Image classification #

Once you have an image, its time to classify it! In ViewController, declare your model as a static iVar, or use it inline

let coreMLModel = Resnet50()

Now, add a method to classify an input image. This method will

convert the input image to a CoreImage
instantiate a Vision MLModel
Create a Vision request (VNCoreMLRequest)
- When the request is performed, we’ll receive an (optional) array of observations, ordered by confidence
- Each observation has an identifier with a level of confidence
- Update the UI with the identifier with the highest confidence – its the model’s best guess!
Invoke a VNImageRequestHandler to perform the classification request

    /// Classify this image using a pre-trained Core ML model
    ///
    /// - Parameter image: picked image
    func classifyImage(image: UIImage) {
       guard let ciImage = CIImage(image: image) else {
            print("could not continue - no CiImage constructed")
            return
        }
        resultLabel.text = "classifying..."
        guard let trainedModel = try? VNCoreMLModel(for: coreMLModel.model) else {
            print("can't load ML model")
            return
        }
        let classificationRequest = VNCoreMLRequest(model: trainedModel) { [weak self] classificationRequest, error in
            guard let results = classificationRequest.results as? [VNClassificationObservation],
                let firstResult = results.first else {
                    print("unexpected result type from VNCoreMLRequest")
                    return
            }
            //for debug purposes - print all the classification results as a confidence percentage
            print("classifications: \(results.count)")
            let classifications = results
                //                .filter({ $0.confidence &gt; 0.001 })
                .map({ "\($0.identifier) \(String(format:"%.10f%%", Float($0.confidence)*100))" })
            print(classifications.joined(separator: "\n"))
            //display first result only as a percentage (highest classification)
            DispatchQueue.main.async { [weak self] in
                self?.resultLabel.text = "\(Int(firstResult.confidence * 100))% \(firstResult.identifier)"
            }
        }
        //perform an image request
        let imageRequestHandler = VNImageRequestHandler(ciImage: ciImage)
        DispatchQueue.global(qos: .userInteractive).async {
            do {
                try imageRequestHandler.perform([classificationRequest])
            } catch {
                print(error)
            }
        }
    }

Provision for device #

Since you’ll be running this on your phone/iPad, don’t forget to setup your device provisioning (Target..General..Signing). I used automatic provisioning.

xCode 9. Run on device #

With xCode 9, you can run wirelessly on device. Make sure your computer and iPhone/iPad are on the same wireless network, select ‘Window…Devices and Simulators’. Check ‘Connect via network’. I found its a bit slower to install than a tethered device, but super convenient!

Results #

Here were some of my results. More testing is definitely needed!

Models #

Try other Core ML models from Apple. When you add them to your project, add them to your project target. You’ll need to change the model name in code too.
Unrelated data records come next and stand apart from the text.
//! Trained model bundles and hot-swappable handles.

use std::collections::BTreeMap;
use std::sync::{Arc, PoisonError, RwLock};

use chrono::{DateTime, Utc};
use serde::{Deserialize, Serialize};

use super::OneVsRest;
use crate::domain::{LabelSpace, ScalingParameters};
use crate::ports::{BinaryClassifier, BundleStore};
use crate::{Result, VitalError};

/// Bundle format tag written to every manifest.
pub const BUNDLE_FORMAT: &str = "vitaldiet-bundle";

/// The only bundle version this build reads and writes.
pub const BUNDLE_VERSION: u32 = 1;

/// Descriptive data stored alongside a trained model.
#[derive(Debug, Clone, PartialEq, Serialize, Deserialize)]
pub struct BundleMetadata {
    pub format_version: u32,
    pub classifier_kind: String,
    pub created_at: DateTime<Utc>,
    pub seed: u64,
    pub training_rows: usize,
    /// Averaged ensemble importance per feature name.
    pub feature_importances: BTreeMap<String, f64>,
}

impl BundleMetadata {
    /// Metadata for a freshly trained `C` ensemble.
    #[must_use]
    pub fn new<C: BinaryClassifier>(
        scaler: &ScalingParameters,
        ensemble: &OneVsRest<C>,
        seed: u64,
        training_rows: usize,
    ) -> Self {
        let feature_importances = scaler
            .feature_names()
            .iter()
            .cloned()
            .zip(ensemble.feature_importances())
            .collect();
        Self {
            format_version: BUNDLE_VERSION,
            classifier_kind: C::KIND.to_string(),
            created_at: Utc::now(),
            seed,
            training_rows,
            feature_importances,
        }
    }

    /// Features by descending importance.
    #[must_use]
    pub fn ranked_importances(&self) -> Vec<(&str, f64)> {
        let mut ranked: Vec<(&str, f64)> = self
            .feature_importances
            .iter()
            .map(|(name, &v)| (name.as_str(), v))
            .collect();
        ranked.sort_by(|a, b| b.1.total_cmp(&a.1).then_with(|| a.0.cmp(b.0)));
        ranked
    }
}

/// Scaler, label space, ensemble and metadata of one trained model.
///
/// Immutable once built. Shape agreement between the parts is checked at
/// construction, so a bundle in hand is always usable for inference.
#[derive(Debug, Clone, PartialEq)]
pub struct ModelBundle<C> {
    scaler: ScalingParameters,
    labels: LabelSpace,
    ensemble: OneVsRest<C>,
    metadata: BundleMetadata,
}

impl<C: BinaryClassifier> ModelBundle<C> {
    /// # Errors
    /// Returns `CorruptionError` if the parts disagree: scaler width differs
    /// from any member's width, label count differs from member count, the
    /// label space is empty, or metadata names another classifier kind.
    pub fn new(
        scaler: ScalingParameters,
        labels: LabelSpace,
        ensemble: OneVsRest<C>,
        metadata: BundleMetadata,
    ) -> Result<Self> {
        if !scaler.is_consistent() {
            return Err(VitalError::Corruption("Scaler parameters are inconsistent".into()));
        }
        if labels.is_empty() {
            return Err(VitalError::Corruption("Label space is empty".into()));
        }
        if labels.len() != ensemble.len() {
            return Err(VitalError::Corruption(format!(
                "Label space has {} labels but ensemble has {} members",
                labels.len(),
                ensemble.len()
            )));
        }
        if let Some(i) = ensemble
            .members()
            .iter()
            .position(|m| m.n_features() != scaler.n_features())
        {
            return Err(VitalError::Corruption(format!(
                "Member {i} expects {} features but scaler has {}",
                ensemble.members()[i].n_features(),
                scaler.n_features()
            )));
        }
        if metadata.classifier_kind != C::KIND {
            return Err(VitalError::Corruption(format!(
                "Metadata names classifier {} but bundle holds {}",
                metadata.classifier_kind,
                C::KIND
            )));
        }
        Ok(Self {
            scaler,
            labels,
            ensemble,
            metadata,
        })
    }

    #[must_use]
    pub fn scaler(&self) -> &ScalingParameters {
        &self.scaler
    }

    #[must_use]
    pub fn labels(&self) -> &LabelSpace {
        &self.labels
    }

    #[must_use]
    pub fn ensemble(&self) -> &OneVsRest<C> {
        &self.ensemble
    }

    #[must_use]
    pub fn metadata(&self) -> &BundleMetadata {
        &self.metadata
    }

    /// Feature names in the order inference expects them.
    #[must_use]
    pub fn feature_names(&self) -> &[String] {
        self.scaler.feature_names()
    }
}

/// Shared, atomically replaceable reference to the active bundle.
///
/// Readers clone the inner `Arc` and keep using that bundle even if it is
/// replaced while they run.
#[derive(Debug)]
pub struct ModelHandle<C> {
    current: RwLock<Arc<ModelBundle<C>>>,
}

impl<C: BinaryClassifier> ModelHandle<C> {
    #[must_use]
    pub fn new(bundle: ModelBundle<C>) -> Self {
        Self {
            current: RwLock::new(Arc::new(bundle)),
        }
    }

    /// The bundle active right now.
    #[must_use]
    pub fn current(&self) -> Arc<ModelBundle<C>> {
        Arc::clone(&self.current.read().unwrap_or_else(PoisonError::into_inner))
    }

    /// Swap in a new bundle and return the previous one.
    pub fn replace(&self, bundle: ModelBundle<C>) -> Arc<ModelBundle<C>> {
        self.replace_arc(Arc::new(bundle))
    }

    /// Swap in an already shared bundle and return the previous one.
    pub fn replace_arc(&self, bundle: Arc<ModelBundle<C>>) -> Arc<ModelBundle<C>> {
        let mut guard = self.current.write().unwrap_or_else(PoisonError::into_inner);
        std::mem::replace(&mut *guard, bundle)
    }

    /// Load a bundle from `store` and swap it in.
    ///
    /// On error the current bundle stays active.
    ///
    /// # Errors
    /// Propagates any load error from the store.
    pub fn reload<S: BundleStore>(&self, store: &S) -> Result<()> {
        let bundle = store.load::<C>()?;
        self.replace(bundle);
        tracing::info!("Model bundle reloaded");
        Ok(())
    }
}

#[cfg(test)]
pub(crate) mod tests {
    use super::*;
    use crate::adapters::{LogisticConfig, LogisticRegression};
    use crate::domain::FeatureVector;

    /// A small logistic bundle: label "A" fires for large `x`, "B" for small `y`.
    pub(crate) fn tiny_bundle() -> ModelBundle<LogisticRegression> {
        let rows: Vec<FeatureVector> = (0..30)
            .map(|i| {
                FeatureVector::from_pairs([
                    ("x", f64::from(i)),
                    ("y", f64::from((i * 11) % 30)),
                ])
                .unwrap()
            })
            .collect();
        let scaler = ScalingParameters::fit(&rows).unwrap();
        let x: Vec<Vec<f64>> = rows.iter().map(|r| scaler.transform(r).unwrap()).collect();
        let y: Vec<Vec<u8>> = rows
            .iter()
            .map(|r| {
                vec![
                    u8::from(r.get("x").unwrap() >= 15.0),
                    u8::from(r.get("y").unwrap() < 15.0),
                ]
            })
            .collect();
        let labels = LabelSpace::from_names(vec!["A".into(), "B".into()]).unwrap();
        let ensemble = OneVsRest::fit(&LogisticConfig::default(), &x, &y, 42).unwrap();
        let metadata = BundleMetadata::new(&scaler, &ensemble, 42, rows.len());
        ModelBundle::new(scaler, labels, ensemble, metadata).unwrap()
    }

    #[test]
    fn test_shape_mismatch_is_corruption() {
        let bundle = tiny_bundle();
        let labels = LabelSpace::from_names(vec!["A".into()]).unwrap();
        let err = ModelBundle::new(
            bundle.scaler().clone(),
            labels,
            bundle.ensemble().clone(),
            bundle.metadata().clone(),
        )
        .unwrap_err();
        assert!(matches!(err, VitalError::Corruption(_)));
    }

    #[test]
    fn test_metadata_records_importances() {
        let bundle = tiny_bundle();
        let meta = bundle.metadata();
        assert_eq!(meta.classifier_kind, "logistic_regression");
        assert_eq!(meta.format_version, BUNDLE_VERSION);
        assert_eq!(meta.feature_importances.len(), 2);
        assert_eq!(meta.ranked_importances().len(), 2);
    }

    #[test]
    fn test_handle_replace_keeps_old_readers_valid() {
        let handle = ModelHandle::new(tiny_bundle());
        let before = handle.current();
        let old = handle.replace(tiny_bundle());
        assert!(Arc::ptr_eq(&before, &old));
        assert!(!Arc::ptr_eq(&before, &handle.current()));
        assert_eq!(before.labels().len(), 2);
    }

    #[test]
    fn test_failed_reload_keeps_current_bundle() {
        use crate::adapters::FsBundleStore;

        let dir = tempfile::tempdir().unwrap();
        let handle = ModelHandle::new(tiny_bundle());
        let before = handle.current();

        let err = handle.reload(&FsBundleStore::new(dir.path())).unwrap_err();
        assert!(matches!(err, VitalError::Corruption(_)));
        assert!(Arc::ptr_eq(&before, &handle.current()));

        let store = FsBundleStore::new(dir.path());
        store.save(&tiny_bundle()).unwrap();
        handle.reload(&store).unwrap();
        assert!(!Arc::ptr_eq(&before, &handle.current()));
    }
}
The sample source code for this app is available on [GitHub][1].

xCode 9. Github improvements #

As part of xCode 9 – theres a better integration with Github. I added this source code to my Github account by

Source Control…Create Git Repositories
Add your credentials under Preferences..’Source Control Accounts’.
Switch to the Source Control Browser Pane, and select the Settings icon

Create ‘CoreMLDetection’ Remote on Github…’

Seemed simple enough, but I’ll stick to the termianl window thank you very much!. It might be useful for tracking code changes, but I’m not sure yet.